Excluded were mothers exposed to polytherapy for depression or known teratogens (e.g., antiepileptic drugs), mothers with substance abuse (e.g., alcohol use disorders), mothers with other psychiatric conditions (e.g., schizophrenia), premature children (before 37 weeks of gestation), and mothers and/or children with medical conditions unrelated to in utero exposure that may affect cognitive outcomes (e.g., postnatal head trauma, encephalitis).
Data were collected prospectively. At the time of first contact with Motherisk during pregnancy, information about maternal medical, genetic, and obstetric histories was collected. Information about pregnancy course, medication changes, perinatal outcomes, and breast-feeding was ascertained through a follow-up telephone call at 6 to 9 months after delivery. Information was also obtained regarding the severity, course, and treatment of depression at the time of the child’s assessment in order to identify potential confounding or predictive variables. Depressive episodes were defined according to DSM-IV criteria and were diagnosed by the woman’s psychiatrist.
The children were assessed between 3 and 7 years of age. A rater blinded to the mother’s group affiliation tested all children using a battery of age-appropriate standardized tests. The Wechsler Preschool and Primary Scale of Intelligence evaluated the children’s IQ. Behavioral profiles were assessed by using the Child Behavior Checklist and Conners’ Parent Rating Scale, both completed by the mother.
Children from the four groups did not differ in gestational age or birth weight. Among the children exposed to antidepressants, 11.3% received a diagnosis of poor neonatal adaptation signs (i.e., jitteriness, poor tone, respiratory distress, weak or absent cry).
Children exposed to venlafaxine, SSRIs, and maternal depression during pregnancy had similar full-scale IQs (105, 105, and 108, respectively). The IQs of the venlafaxine and SSRI groups were lower than the IQs of the children of non-depressed mothers (112).
Groups 1, 2, and 3 had consistently, but non-significantly, higher rates of problematic behaviors than the children of non-depressed mothers. The severity of maternal depressive symptoms during pregnancy and at the time of testing predicted child behavioral problems. Maternal IQ and child sex predicted child IQ. Antidepressant dose and duration during pregnancy did not predict any cognitive or behavioral outcomes.
Although this study is relatively small in size, it is meticulously done, with prospective data gathered by blinded raters. Most important is that this study included a group of women with histories of depression who had discontinued antidepressants prior to conception. On all outcomes assessed, the children exposed to antidepressants did not differ significantly from the children who were born to mothers with histories of depression but who did not take antidepressants (group 3). On all outcomes assessed, the children of non-depressed mothers did better than the children born to mothers with histories of depression, whether exposed to antidepressants or not.
This study failed to find an effect of antidepressant medication on children’s intellectual or behavioral outcomes.
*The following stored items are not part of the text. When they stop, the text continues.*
//! Credential issuance, refresh and introspection

use std::sync::Arc;

use tracing::{debug, info, warn};

use crate::clock::Clock;
use crate::domain::entities::{
    AccountId, NewAccount, SessionClaims, SessionPayload, TokenPair, TokenType,
};
use crate::domain::value_objects::{LoginRequest, Me, RegisterRequest, StoreHealth};
use crate::errors::{AuthError, DomainError, DomainResult, PasswordError, RevocationReason};
use crate::repositories::{RevocationCache, UserRepository};
use crate::services::captcha::CaptchaVerifier;
use crate::services::password::{CompositeVerifier, PasswordMatch, PasswordVerifier};
use crate::services::revocation::RevocationStore;
use crate::services::token::{TokenCodec, TokenLifetimes};

/// Orchestrates registration, login, refresh and token introspection
///
/// Every flow is stateless across calls. Dropping a returned future abandons
/// any directory or cache call still in flight.
pub struct CredentialService<U, C>
where
    U: UserRepository + 'static,
    C: RevocationCache,
{
    /// Account directory
    users: Arc<U>,
    /// Kick, recent-ban and mass-logout facts
    revocation: Arc<RevocationStore<C>>,
    /// Token signing and verification
    tokens: Arc<dyn TokenCodec>,
    /// Password hashing and comparison
    passwords: Arc<CompositeVerifier>,
    /// Humanness check for registration
    captcha: Arc<dyn CaptchaVerifier>,
    clock: Arc<dyn Clock>,
    lifetimes: TokenLifetimes,
}

impl<U, C> CredentialService<U, C>
where
    U: UserRepository + 'static,
    C: RevocationCache,
{
    pub fn new(
        users: Arc<U>,
        revocation: Arc<RevocationStore<C>>,
        tokens: Arc<dyn TokenCodec>,
        passwords: Arc<CompositeVerifier>,
        captcha: Arc<dyn CaptchaVerifier>,
        clock: Arc<dyn Clock>,
        lifetimes: TokenLifetimes,
    ) -> Self {
        Self {
            users,
            revocation,
            tokens,
            passwords,
            captcha,
            clock,
            lifetimes,
        }
    }

    pub fn lifetimes(&self) -> TokenLifetimes {
        self.lifetimes
    }

    /// Register an account and issue its first token pair
    ///
    /// This method:
    /// 1. Validates the form and trims email and username
    /// 2. Checks the humanness proof
    /// 3. Rejects a taken email, then a taken username
    /// 4. Hashes the password and creates the account
    /// 5. Issues access and refresh tokens
    pub async fn register(&self, mut request: RegisterRequest) -> DomainResult<TokenPair> {
        request.validate()?;

        if !self.captcha.is_valid(&request.captcha).await {
            debug!("Registration rejected by captcha");
            return Err(AuthError::InvalidCaptcha.into());
        }

        if self.users.find_by_email(&request.email).await?.is_some() {
            return Err(AuthError::DuplicateEmail.into());
        }
        if self.users.find_by_username(&request.username).await?.is_some() {
            return Err(AuthError::DuplicateUsername.into());
        }

        let password_hash = self.hash_password(request.password1).await?;

        let id = self
            .users
            .create(NewAccount {
                email: request.email,
                username: request.username.clone(),
                password_hash: Some(password_hash),
                verified: false,
            })
            .await?;

        info!(account_id = id, "Account registered");

        self.issue_pair(&SessionPayload {
            id,
            username: request.username,
            roles: Vec::new(),
        })
    }

    /// Log in with an email or username and a password
    pub async fn login(&self, request: LoginRequest) -> DomainResult<TokenPair> {
        let account = self
            .users
            .find_by_login(request.login.trim())
            .await?
            .ok_or(AuthError::AccountNotFound)?;

        if !account.active {
            return Err(AuthError::AccountNotActive.into());
        }

        let hash = account
            .password_hash
            .clone()
            .ok_or(AuthError::NoPasswordSet)?;

        let matched = self.verify_password(hash, request.password.clone()).await?;

        self.record_login(account.id);
        if matched.needs_rehash {
            self.upgrade_hash(account.id, request.password, matched.strategy);
        }

        info!(account_id = account.id, "Login succeeded");
        self.issue_pair(&SessionPayload::from(&account))
    }

    /// Decode an access token
    ///
    /// Every decode failure is reported as `TokenDecodeFailed`.
    pub fn token(&self, access_token: &str) -> DomainResult<SessionPayload> {
        self.decode(access_token, TokenType::Access)
            .map(|claims| claims.payload())
    }

    /// Decode an access token and require a role
    pub fn authorize(&self, access_token: &str, role: &str) -> DomainResult<SessionPayload> {
        let payload = self.token(access_token)?;
        if !payload.roles.iter().any(|r| r == role) {
            warn!(account_id = payload.id, role, "Missing role");
            return Err(AuthError::InsufficientPermissions.into());
        }
        Ok(payload)
    }

    /// Exchange a refresh token for a new access token
    ///
    /// Checks run in order and the first failure wins: recent ban, kick,
    /// mass-logout cutover, then a fresh directory read. The refresh token
    /// itself is not rotated.
    pub async fn refresh_token(&self, refresh_token: &str) -> DomainResult<String> {
        let claims = self.decode(refresh_token, TokenType::Refresh)?;
        let id = claims.id;

        if self.revocation.was_recently_banned(id).await? {
            warn!(account_id = id, reason = %RevocationReason::RecentlyBanned, "Refresh rejected");
            return Err(AuthError::AccountNotActive.into());
        }

        if self.revocation.is_kicked(id).await? {
            return Err(self.revoked(id, RevocationReason::Kicked));
        }

        if let Some(cutover) = self.revocation.get_mass_logout_cutover().await? {
            if claims.iat <= cutover {
                return Err(self.revoked(id, RevocationReason::MassLogout));
            }
        }

        let account = self
            .users
            .find_by_id(id)
            .await?
            .ok_or(AuthError::AccountNotFound)?;

        if !account.active {
            warn!(account_id = id, "Refresh rejected: account not active");
            return Err(AuthError::AccountNotActive.into());
        }

        debug!(account_id = id, "Access token refreshed");
        self.tokens.encode(
            &SessionPayload::from(&account),
            self.lifetimes.access,
            TokenType::Access,
        )
    }

    /// Public profile of the access token's account
    pub async fn me(&self, access_token: &str) -> DomainResult<Me> {
        let claims = self.decode(access_token, TokenType::Access)?;
        let account = self
            .users
            .find_by_id(claims.id)
            .await?
            .ok_or(AuthError::AccountNotFound)?;
        Ok(Me::from(&account))
    }

    /// Ping the directory and the revocation cache concurrently
    pub async fn store_health(&self) -> StoreHealth {
        let (directory, cache) = tokio::join!(self.users.ping(), self.revocation.ping());

        if let Err(e) = &directory {
            warn!(error = %e, "Account directory is unreachable");
        }
        if let Err(e) = &cache {
            warn!(error = %e, "Revocation cache is unreachable");
        }

        StoreHealth {
            directory: directory.is_ok(),
            cache: cache.is_ok(),
        }
    }

    fn decode(&self, token: &str, expected: TokenType) -> DomainResult<SessionClaims> {
        self.tokens.decode(token, expected).map_err(|e| {
            debug!(error = %e, expected = %expected, "Token rejected");
            DomainError::from(AuthError::TokenDecodeFailed)
        })
    }

    fn revoked(&self, id: AccountId, reason: RevocationReason) -> DomainError {
        warn!(account_id = id, reason = %reason, "Refresh rejected");
        AuthError::SessionRevoked { reason }.into()
    }

    fn issue_pair(&self, payload: &SessionPayload) -> DomainResult<TokenPair> {
        Ok(TokenPair {
            access: self
                .tokens
                .encode(payload, self.lifetimes.access, TokenType::Access)?,
            refresh: self
                .tokens
                .encode(payload, self.lifetimes.refresh, TokenType::Refresh)?,
        })
    }

    async fn hash_password(&self, secret: String) -> DomainResult<String> {
        hash_blocking(self.passwords.clone(), secret).await
    }

    async fn verify_password(&self, hash: String, secret: String) -> DomainResult<PasswordMatch> {
        let passwords = self.passwords.clone();
        let result = tokio::task::spawn_blocking(move || passwords.verify(&hash, &secret))
            .await
            .map_err(|e| DomainError::internal(format!("password task failed: {}", e)))?;

        result.map_err(|e| match e {
            DomainError::Password(PasswordError::HashFailed { .. }) => e,
            DomainError::Password(_) => AuthError::PasswordMismatch.into(),
            other => other,
        })
    }

    /// Best-effort last-login update; failure never fails the login
    fn record_login(&self, id: AccountId) {
        let users = self.users.clone();
        let at = self.clock.now_utc();
        tokio::spawn(async move {
            if let Err(e) = users.update_last_login(id, at).await {
                warn!(account_id = id, error = %e, "Failed to update last login");
            }
        });
    }

    /// Best-effort rewrite of a legacy hash under the current hasher
    fn upgrade_hash(&self, id: AccountId, secret: String, strategy: &'static str) {
        let users = self.users.clone();
        let passwords = self.passwords.clone();
        tokio::spawn(async move {
            let rehashed = match hash_blocking(passwords, secret).await {
                Ok(hash) => hash,
                Err(e) => {
                    warn!(account_id = id, error = %e, "Failed to rehash password");
                    return;
                }
            };
            match users.set_password_hash(id, &rehashed).await {
                Ok(()) => info!(account_id = id, from = strategy, "Password hash upgraded"),
                Err(e) => warn!(account_id = id, error = %e, "Failed to store upgraded hash"),
            }
        });
    }
}

async fn hash_blocking(passwords: Arc<CompositeVerifier>, secret: String) -> DomainResult<String> {
    tokio::task::spawn_blocking(move || passwords.hash(&secret))
        .await
        .map_err(|e| DomainError::internal(format!("password task failed: {}", e)))?
}
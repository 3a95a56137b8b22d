//! Request plumbing shared by the routes
//!
//! - Token cookies: reading and writing the access and refresh cookies
//! - Deadline: bounding service calls by the configured request timeout

pub mod cookies;
pub mod deadline;

pub use cookies::TokenCookies;
pub use deadline::within;
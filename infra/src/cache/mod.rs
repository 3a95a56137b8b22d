//! Cache module for Redis-based revocation facts
//!
//! Keys are written by `fa_core::services::RevocationStore` and may be
//! namespaced with `CacheConfig::key_prefix`.

pub mod redis_client;


pub use redis_client::RedisClient;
However, it did demonstrate that exposure to untreated maternal depression in utero and during early childhood is associated with worse cognitive and behavioral outcomes.
Ruta Nonacs, MD PhD
Nulman I, Koren G, Rovet J, et al. Neurodevelopment of Children Following Prenatal Exposure to Venlafaxine, Selective Serotonin Reuptake Inhibitors, or Untreated Maternal Depression. Am J Psychiatry 2012; 169: 1165–1174.